Weather cracking or checking occurs on all tires when they are exposed to heat and sunlight. This is especially true of the tires sidewall. Ozone in the air and UV rays from the sun shorten the life of your tires. It’s not uncommon to see RV tires with low mileage and plenty of tread that are ruined by the damaging effects of ozone and UV rays. Ozone in the air causes tires to dry rot and deteriorate. UV rays from the sun , and not using the RV make it happen quicker.

You need to inspect your tires for weather checking or cracks in the sidewalls before each trip. Cracks less than 1/32 of an inch deep are ok, but if the cracks are more than 2/32 of an inch deep the tire should be replaced immediately. If you notice damage to the tires and you’re not sure what to do have them inspected by a professional.

This faster aging and weather cracking are why tire manufacturers recommend replacing the tires on RV’s when they are 5 to 6 years old, especially if the RV isn’t used that much.

So how can you tell how old the tires are? All tires manufactured in the United States have a DOT number. The DOT number may be on the inside or outside sidewall. At the end of the DOT number the last three or four digits in identify how old the tire is. Older tires used three digits. The first two identify the week of the year the tire was built and the third identifies the year. Newer tires use four digits. For example 3208 is the 32nd week of the year and 08 is the year 2008. If you question the age of your tires, especially on a used RV, and you can’t find the DOT number have them inspected by a qualified tire center.

Even though there are many other factors that can affect the life of your RV tires you can see that the age of the tires is one of the most important consideration.

Watch a 20/20 report on how the age of tires can result in dangerous tires http://www.youtube.com/watch?v=mDgSk5xWkrI

Now that we know how age and the elements can affect the life of your RV tires what can we do to help extend the life of tires when they’re not being used?

Considering where and how your RV is being stored can add life to your tires. Of course a covered, dry garage is the best scenario, but we know this isn’t always possible.

The first step is to clean the tires. Clean the tires with a mild soap and water. Avoid using tire dressings. Sidewall rubber contains antioxidants and anti-ozones that are designed to work their way to the surface of the rubber to help protect it. Washing tires excessively removes these protective compounds and can age tires prematurely. The same is true of most tire dressing designed to make your tires shine.

Inflate the tires to the recommended inflation pressure on the tire sidewall when in storage.

Avoid storing tires on petroleum based products like asphalt and other heat absorbing surfaces, and avoid storing tires on frozen ground.

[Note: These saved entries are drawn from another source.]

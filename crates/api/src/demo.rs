//! In-memory collaborators for running the server on its own.
//!
//! The binary has no real document provider or module catalog behind it.
//! It serves one seeded document, [`DEMO_RESOURCE_ID`], that no owner is
//! authorized for: an import of it suspends until the grant arrives through
//! `POST /promises/{handle}`.

use std::sync::Arc;

use light_infra::import::{InMemoryDocumentSource, InMemoryModuleCatalog};
use light_infra::{JobError, OrchestrationConfig, Orchestrator};

pub const DEMO_RESOURCE_ID: &str = "demo-doc";
pub const DEMO_TITLE: &str = "Demo document";

pub fn demo_orchestrator(config: OrchestrationConfig) -> Result<Orchestrator, JobError> {
    let documents = Arc::new(InMemoryDocumentSource::new());
    documents.add_document(DEMO_RESOURCE_ID, DEMO_TITLE)?;
    Ok(Orchestrator::in_memory(
        config,
        documents,
        Arc::new(InMemoryModuleCatalog::new()),
    ))
}
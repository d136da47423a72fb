//! Orchestration error taxonomy.
//!
//! - **Retriable**: `Concurrency` (absorbed by the transaction runner) and
//!   `NotReady` (absorbed by queue redelivery). Callers above those layers
//!   only see them once retries are exhausted.
//! - **Fatal**: everything else. The worker records the message on the job and
//!   dead-letters the task.

use thiserror::Error;

use light_core::{DomainError, JobId, PromiseHandle};

use crate::queue::QueueError;
use crate::store::StoreError;

#[derive(Debug, Error)]
pub enum JobError {
    /// Optimistic-concurrency conflict on the datastore.
    #[error("concurrent modification: {0}")]
    Concurrency(String),

    /// The work cannot proceed yet (parent not waiting, archive not exported,
    /// children still running). Redeliver after a backoff.
    #[error("not ready: {0}")]
    NotReady(String),

    /// The transaction runner hit its attempt cap.
    #[error("transaction abandoned after {attempts} attempts: {last}")]
    RetryExhausted { attempts: u32, last: String },

    /// Missing or malformed context field for the job's state.
    #[error("invalid job context: {0}")]
    InvalidContext(String),

    #[error("invariant violated: {0}")]
    InvariantViolation(String),

    #[error("job not found: {0}")]
    JobNotFound(JobId),

    /// A notification names a parent that does not exist (data corruption).
    #[error("parent job {parent} of child {child} not found")]
    MissingParent { parent: JobId, child: JobId },

    #[error("promise not found: {0}")]
    PromiseNotFound(PromiseHandle),

    /// Explicit pipeline stop.
    #[error("pipeline {pipeline_id} stopped for job {job_id}: {reason}")]
    PipelineStopped {
        pipeline_id: String,
        job_id: JobId,
        reason: String,
    },

    /// An external collaborator (document source, module catalog) failed.
    #[error("collaborator failed: {0}")]
    Collaborator(String),

    #[error("storage error: {0}")]
    Store(String),

    #[error(transparent)]
    Queue(#[from] QueueError),
}

impl JobError {
    pub fn not_ready(msg: impl Into<String>) -> Self {
        Self::NotReady(msg.into())
    }

    pub fn collaborator(msg: impl Into<String>) -> Self {
        Self::Collaborator(msg.into())
    }

    /// Whether redelivering the same work later can succeed.
    pub fn is_retriable(&self) -> bool {
        matches!(self, JobError::Concurrency(_) | JobError::NotReady(_))
    }
}

impl From<StoreError> for JobError {
    fn from(value: StoreError) -> Self {
        match value {
            StoreError::Concurrency(msg) => JobError::Concurrency(msg),
            other => JobError::Store(other.to_string()),
        }
    }
}

impl From<DomainError> for JobError {
    fn from(value: DomainError) -> Self {
        match value {
            DomainError::Validation(msg) => JobError::InvalidContext(msg),
            DomainError::InvalidId(msg) => JobError::InvalidContext(msg),
            DomainError::InvariantViolation(msg) => JobError::InvariantViolation(msg),
        }
    }
}
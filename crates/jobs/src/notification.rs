//! Child-completion notification (wire format of the internal notification endpoint).

use serde::{Deserialize, Serialize};
use serde_json::Value as JsonValue;

use light_core::JobId;

/// Emitted when a child job reaches `Complete`; consumed by the parent's dispatcher.
///
/// Delivery is at-least-once and unordered relative to the parent's own progress.
#[derive(Debug, Clone, PartialEq, Serialize, Deserialize)]
#[serde(rename_all = "camelCase")]
pub struct ChildJobCompletionNotification {
    pub child_job_id: JobId,
    pub parent_job_id: JobId,
    #[serde(default)]
    pub payload: JsonValue,
}

impl ChildJobCompletionNotification {
    pub fn new(child_job_id: JobId, parent_job_id: JobId, payload: JsonValue) -> Self {
        Self {
            child_job_id,
            parent_job_id,
            payload,
        }
    }
}

#[cfg(test)]
mod tests {
    use super::*;

    #[test]
    fn wire_format_uses_camel_case_ids() {
        let json = serde_json::json!({
            "childJobId": 12,
            "parentJobId": 3,
            "payload": {"moduleId": "m1"}
        });
        let n: ChildJobCompletionNotification = serde_json::from_value(json).unwrap();
        assert_eq!(n.child_job_id.get(), 12);
        assert_eq!(n.parent_job_id.get(), 3);
    }

    #[test]
    fn payload_defaults_to_null() {
        let json = serde_json::json!({"childJobId": 2, "parentJobId": 1});
        let n: ChildJobCompletionNotification = serde_json::from_value(json).unwrap();
        assert!(n.payload.is_null());
    }
}
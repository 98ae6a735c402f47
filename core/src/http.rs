//! HTTP request and response data types.
//!
//! # Design
//! `HttpRequest` is a plain-data descriptor produced by
//! [`RequestContext::make_request`](crate::context::RequestContext::make_request)
//! and consumed by an [`HttpClient`](crate::client::HttpClient). The response
//! is equally plain data: this layer never inspects or transforms it, it is
//! handed back to the caller exactly as the client capability produced it.

use url::Url;

/// HTTP method a request descriptor is bound to.
#[derive(Debug, Clone, Copy, PartialEq, Eq)]
pub enum Method {
    Head,
    Get,
    Post,
    Put,
    Delete,
    Patch,
}

impl Method {
    /// Canonical uppercase token, as it appears on the request line.
    pub fn as_str(&self) -> &'static str {
        match self {
            Method::Head => "HEAD",
            Method::Get => "GET",
            Method::Post => "POST",
            Method::Put => "PUT",
            Method::Delete => "DELETE",
            Method::Patch => "PATCH",
        }
    }
}

/// A fully-resolved outbound request.
///
/// Headers keep declaration order, including repeated names. `body` is
/// `None` for HEAD requests; the field exists so the descriptor shape covers
/// body-carrying methods too.
#[derive(Debug, Clone)]
pub struct HttpRequest {
    pub method: Method,
    pub url: Url,
    pub headers: Vec<(String, String)>,
    pub body: Option<String>,
}

/// An HTTP response described as plain data.
///
/// Constructed by the executing [`HttpClient`](crate::client::HttpClient)
/// after the network round-trip. Status interpretation is the caller's
/// business — a 404 here is a successful round-trip, not an error.
#[derive(Debug, Clone)]
pub struct HttpResponse {
    pub status: u16,
    pub headers: Vec<(String, String)>,
    pub body: String,
}

#[cfg(test)]
mod tests {
    use super::*;

    #[test]
    fn method_tokens_are_uppercase() {
        assert_eq!(Method::Head.as_str(), "HEAD");
        assert_eq!(Method::Get.as_str(), "GET");
        assert_eq!(Method::Post.as_str(), "POST");
        assert_eq!(Method::Put.as_str(), "PUT");
        assert_eq!(Method::Delete.as_str(), "DELETE");
        assert_eq!(Method::Patch.as_str(), "PATCH");
    }
}
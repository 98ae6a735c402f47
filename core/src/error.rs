//! Error types for request construction and execution.
//!
//! # Design
//! Two error classes, kept deliberately separate: `BuildError` covers
//! everything this layer itself can get wrong (and is always raised before
//! any network activity), while transport failures belong to the executing
//! client and are carried through as an opaque boxed error — no wrapping,
//! no retry, no recovery.

use std::fmt;

/// Failure reported by an [`HttpClient`](crate::client::HttpClient) during
/// the network round-trip. Boxed so any engine's error type fits unchanged.
pub type TransportError = Box<dyn std::error::Error + Send + Sync + 'static>;

/// Failure detected while resolving a builder context into a request,
/// before any network I/O.
#[derive(Debug)]
pub enum BuildError {
    /// No host was declared, or the declared host is empty.
    MissingHost,

    /// The assembled URL did not parse (e.g. an invalid host name).
    InvalidUrl(url::ParseError),
}

impl fmt::Display for BuildError {
    fn fmt(&self, f: &mut fmt::Formatter<'_>) -> fmt::Result {
        match self {
            BuildError::MissingHost => write!(f, "host is required but was not set"),
            BuildError::InvalidUrl(e) => write!(f, "assembled URL is invalid: {e}"),
        }
    }
}

impl std::error::Error for BuildError {
    fn source(&self) -> Option<&(dyn std::error::Error + 'static)> {
        match self {
            BuildError::MissingHost => None,
            BuildError::InvalidUrl(e) => Some(e),
        }
    }
}

impl From<url::ParseError> for BuildError {
    fn from(e: url::ParseError) -> Self {
        BuildError::InvalidUrl(e)
    }
}

/// Errors returned by [`http_head`](crate::dsl::http_head) and
/// [`http_head_with`](crate::dsl::http_head_with).
#[derive(Debug)]
pub enum Error {
    /// The configuration could not be resolved into a request.
    Build(BuildError),

    /// The network round-trip failed inside the executing client.
    Transport(TransportError),
}

impl fmt::Display for Error {
    fn fmt(&self, f: &mut fmt::Formatter<'_>) -> fmt::Result {
        match self {
            Error::Build(e) => write!(f, "request construction failed: {e}"),
            Error::Transport(e) => write!(f, "transport error: {e}"),
        }
    }
}

impl std::error::Error for Error {
    fn source(&self) -> Option<&(dyn std::error::Error + 'static)> {
        match self {
            Error::Build(e) => Some(e),
            Error::Transport(e) => Some(e.as_ref()),
        }
    }
}

impl From<BuildError> for Error {
    fn from(e: BuildError) -> Self {
        Error::Build(e)
    }
}

#[cfg(test)]
mod tests {
    use super::*;

    #[test]
    fn missing_host_displays_a_useful_message() {
        let msg = BuildError::MissingHost.to_string();
        assert!(msg.contains("host"), "unexpected message: {msg}");
    }

    #[test]
    fn build_error_converts_into_error() {
        let err: Error = BuildError::MissingHost.into();
        assert!(matches!(err, Error::Build(BuildError::MissingHost)));
    }

    #[test]
    fn transport_error_keeps_the_source() {
        let inner: TransportError =
            Box::new(std::io::Error::new(std::io::ErrorKind::ConnectionRefused, "refused"));
        let err = Error::Transport(inner);
        let source = std::error::Error::source(&err).expect("source");
        assert!(source.to_string().contains("refused"));
    }
}
//! Declarative builder for synchronous HTTP HEAD requests.
//!
//! # Overview
//! Construct and execute an HTTP HEAD request by setting fields (scheme,
//! host, port, path, query parameters, headers) inside a configuration
//! closure, instead of assembling a URL and request object by hand:
//!
//! ```no_run
//! use headreq_core::http_head;
//!
//! let response = http_head(|ctx| {
//!     ctx.host = Some("example.com".to_string());
//!     ctx.path = "index.html".to_string();
//!     ctx.param(|p| p.add("q", "1"));
//! })?;
//! assert_eq!(response.status, 200);
//! # Ok::<(), headreq_core::Error>(())
//! ```
//!
//! # Design
//! - `RequestContext` collects the declared fields and resolves them into an
//!   `HttpRequest` descriptor; resolution is pure and fails before any I/O
//!   when the configuration is invalid.
//! - All networking is delegated to an `HttpClient` capability. The bundled
//!   `UreqClient` is used by default; transport errors propagate unchanged.
//! - Each invocation builds a fresh context — no state is shared between
//!   calls apart from the process-wide default client.

pub mod client;
pub mod context;
pub mod dsl;
pub mod error;
pub mod http;

pub use client::{HttpClient, UreqClient};
pub use context::{HeaderContext, ParamContext, RequestContext, Scheme};
pub use dsl::{http_head, http_head_with};
pub use error::{BuildError, Error, TransportError};
pub use http::{HttpRequest, HttpResponse, Method};
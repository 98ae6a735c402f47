//! Request builder context and its nested configuration blocks.
//!
//! # Design
//! `RequestContext` is a mutable bag of request attributes. The caller's
//! configuration closure fills it in, then `make_request` resolves it into
//! an [`HttpRequest`] in a single pass: validate host, assemble and parse
//! the URL, attach the query string and headers. Resolution is pure — no
//! I/O happens until the descriptor reaches an
//! [`HttpClient`](crate::client::HttpClient).
//!
//! Parameters and headers live in `Vec<(String, String)>` rather than a map
//! so declaration order survives and duplicate keys become repeated entries,
//! the way repeated query parameters work on the wire.

use url::Url;

use crate::error::BuildError;
use crate::http::{HttpRequest, Method};

/// URL scheme of an outbound request.
#[derive(Debug, Clone, Copy, Default, PartialEq, Eq)]
pub enum Scheme {
    #[default]
    Http,
    Https,
}

impl Scheme {
    pub fn as_str(&self) -> &'static str {
        match self {
            Scheme::Http => "http",
            Scheme::Https => "https",
        }
    }
}

/// Mutable request attributes, populated by a configuration closure.
///
/// `host` is the only required field. `port` defaults to the scheme-standard
/// port when unset; `path` may be empty and may carry a leading `/` or not.
#[derive(Debug, Default)]
pub struct RequestContext {
    pub scheme: Scheme,
    pub host: Option<String>,
    pub port: Option<u16>,
    pub path: String,
    params: Vec<(String, String)>,
    headers: Vec<(String, String)>,
}

/// Nested block collecting query parameters in declaration order.
pub struct ParamContext<'a> {
    pairs: &'a mut Vec<(String, String)>,
}

impl ParamContext<'_> {
    /// Append one `key=value` query entry. Repeated keys are kept.
    pub fn add(&mut self, key: impl Into<String>, value: impl Into<String>) {
        self.pairs.push((key.into(), value.into()));
    }
}

/// Nested block collecting request headers in declaration order.
pub struct HeaderContext<'a> {
    pairs: &'a mut Vec<(String, String)>,
}

impl HeaderContext<'_> {
    /// Append one header. Repeated names are kept.
    pub fn add(&mut self, name: impl Into<String>, value: impl Into<String>) {
        self.pairs.push((name.into(), value.into()));
    }
}

impl RequestContext {
    pub fn new() -> Self {
        Self::default()
    }

    /// Declare query parameters through a nested configuration block.
    pub fn param<F>(&mut self, configure: F)
    where
        F: FnOnce(&mut ParamContext),
    {
        configure(&mut ParamContext { pairs: &mut self.params });
    }

    /// Declare headers through a nested configuration block.
    pub fn header<F>(&mut self, configure: F)
    where
        F: FnOnce(&mut HeaderContext),
    {
        configure(&mut HeaderContext { pairs: &mut self.headers });
    }

    /// Append a single query parameter without opening a block.
    pub fn add_param(&mut self, key: impl Into<String>, value: impl Into<String>) {
        self.params.push((key.into(), value.into()));
    }

    /// Append a single header without opening a block.
    pub fn add_header(&mut self, name: impl Into<String>, value: impl Into<String>) {
        self.headers.push((name.into(), value.into()));
    }

    /// Resolve the declared attributes into a request descriptor bound to
    /// `method`.
    ///
    /// Fails with [`BuildError::MissingHost`] when no host was declared and
    /// with [`BuildError::InvalidUrl`] when the assembled
    /// `scheme://host[:port]/path` string does not parse. Either failure
    /// happens before any network activity.
    pub fn make_request(self, method: Method) -> Result<HttpRequest, BuildError> {
        let host = match self.host.as_deref() {
            Some(h) if !h.is_empty() => h,
            _ => return Err(BuildError::MissingHost),
        };

        let mut base = format!("{}://{}", self.scheme.as_str(), host);
        if let Some(port) = self.port {
            base.push(':');
            base.push_str(&port.to_string());
        }
        base.push('/');
        base.push_str(self.path.trim_start_matches('/'));

        // Url::parse validates the authority and drops a scheme-standard
        // port, matching what the engine would put on the wire.
        let mut url = Url::parse(&base)?;

        if !self.params.is_empty() {
            let query = self
                .params
                .iter()
                .map(|(k, v)| format!("{}={}", urlencoding::encode(k), urlencoding::encode(v)))
                .collect::<Vec<_>>()
                .join("&");
            url.set_query(Some(&query));
        }

        Ok(HttpRequest {
            method,
            url,
            headers: self.headers,
            body: None,
        })
    }
}

#[cfg(test)]
mod tests {
    use super::*;

    fn context(host: &str) -> RequestContext {
        let mut ctx = RequestContext::new();
        ctx.host = Some(host.to_string());
        ctx
    }

    #[test]
    fn resolves_full_url_with_port_path_and_param() {
        let mut ctx = context("example.com");
        ctx.scheme = Scheme::Https;
        ctx.port = Some(8080);
        ctx.path = "a/b".to_string();
        ctx.param(|p| p.add("q", "1"));

        let req = ctx.make_request(Method::Head).unwrap();
        assert_eq!(req.url.as_str(), "https://example.com:8080/a/b?q=1");
        assert_eq!(req.method, Method::Head);
        assert!(req.body.is_none());
    }

    #[test]
    fn omitted_port_omits_the_port_segment() {
        let mut ctx = context("example.com");
        ctx.path = "a/b".to_string();

        let req = ctx.make_request(Method::Head).unwrap();
        assert_eq!(req.url.as_str(), "http://example.com/a/b");
    }

    #[test]
    fn scheme_standard_port_is_dropped() {
        let mut ctx = context("example.com");
        ctx.scheme = Scheme::Https;
        ctx.port = Some(443);
        ctx.path = "x".to_string();

        let req = ctx.make_request(Method::Head).unwrap();
        assert_eq!(req.url.as_str(), "https://example.com/x");
    }

    #[test]
    fn empty_path_resolves_to_root() {
        let ctx = context("example.com");
        let req = ctx.make_request(Method::Head).unwrap();
        assert_eq!(req.url.as_str(), "http://example.com/");
    }

    #[test]
    fn leading_slash_in_path_is_not_doubled() {
        let mut ctx = context("example.com");
        ctx.path = "/a/b".to_string();

        let req = ctx.make_request(Method::Head).unwrap();
        assert_eq!(req.url.as_str(), "http://example.com/a/b");
    }

    #[test]
    fn missing_host_fails_construction() {
        let ctx = RequestContext::new();
        let err = ctx.make_request(Method::Head).unwrap_err();
        assert!(matches!(err, BuildError::MissingHost));
    }

    #[test]
    fn empty_host_fails_construction() {
        let ctx = context("");
        let err = ctx.make_request(Method::Head).unwrap_err();
        assert!(matches!(err, BuildError::MissingHost));
    }

    #[test]
    fn malformed_host_fails_construction() {
        let ctx = context("exa mple.com");
        let err = ctx.make_request(Method::Head).unwrap_err();
        assert!(matches!(err, BuildError::InvalidUrl(_)));
    }

    #[test]
    fn params_keep_declaration_order() {
        let mut ctx = context("example.com");
        ctx.param(|p| {
            p.add("a", "1");
            p.add("b", "2");
            p.add("c", "3");
        });

        let req = ctx.make_request(Method::Head).unwrap();
        assert_eq!(req.url.query(), Some("a=1&b=2&c=3"));
    }

    #[test]
    fn duplicate_param_keys_are_repeated_not_overwritten() {
        let mut ctx = context("example.com");
        ctx.param(|p| {
            p.add("x", "1");
            p.add("x", "2");
        });

        let req = ctx.make_request(Method::Head).unwrap();
        assert_eq!(req.url.query(), Some("x=1&x=2"));
    }

    #[test]
    fn param_keys_and_values_are_percent_encoded() {
        let mut ctx = context("example.com");
        ctx.param(|p| {
            p.add("a key", "hello world");
            p.add("amp", "a&b=c");
        });

        let req = ctx.make_request(Method::Head).unwrap();
        assert_eq!(req.url.query(), Some("a%20key=hello%20world&amp=a%26b%3Dc"));
    }

    #[test]
    fn no_params_means_no_query_string() {
        let ctx = context("example.com");
        let req = ctx.make_request(Method::Head).unwrap();
        assert_eq!(req.url.query(), None);
    }

    #[test]
    fn headers_keep_declaration_order_and_duplicates() {
        let mut ctx = context("example.com");
        ctx.header(|h| {
            h.add("accept", "text/html");
            h.add("x-tag", "one");
            h.add("x-tag", "two");
        });

        let req = ctx.make_request(Method::Head).unwrap();
        assert_eq!(
            req.headers,
            vec![
                ("accept".to_string(), "text/html".to_string()),
                ("x-tag".to_string(), "one".to_string()),
                ("x-tag".to_string(), "two".to_string()),
            ]
        );
    }

    #[test]
    fn block_and_direct_declaration_are_equivalent() {
        let mut via_block = context("example.com");
        via_block.param(|p| p.add("q", "1"));
        via_block.header(|h| h.add("accept", "*/*"));

        let mut direct = context("example.com");
        direct.add_param("q", "1");
        direct.add_header("accept", "*/*");

        let a = via_block.make_request(Method::Head).unwrap();
        let b = direct.make_request(Method::Head).unwrap();
        assert_eq!(a.url, b.url);
        assert_eq!(a.headers, b.headers);
    }

    #[test]
    fn descriptor_can_bind_other_methods() {
        let ctx = context("example.com");
        let req = ctx.make_request(Method::Get).unwrap();
        assert_eq!(req.method, Method::Get);
    }
}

If stored outside you should place some type of barrier between the tire and the ground surface. Make sure the blocking is wider than the tires tread and longer than the tires footprint. If tires are not blocked properly and the load distributed evenly the tire sidewalls can be damaged.

Avoid any exposure to heat and sunlight. If the RV is stored outside cover the tires with covers that block out the sun.

The RV should be stored with the least amount of weight on the tires as possible. That means it should be unloaded prior to storage.

You should move the RV every few months help prevent sidewall cracking from the tire sitting in one position for too long.

Following these simple tire storage tips can add life to your RV tires, but keep in mind that tire age and exposure to the elements are leading causes for tire failure. Make sure you know the age of your RV and automobile tires and always inspect your tires for signs of weather cracking before each trip.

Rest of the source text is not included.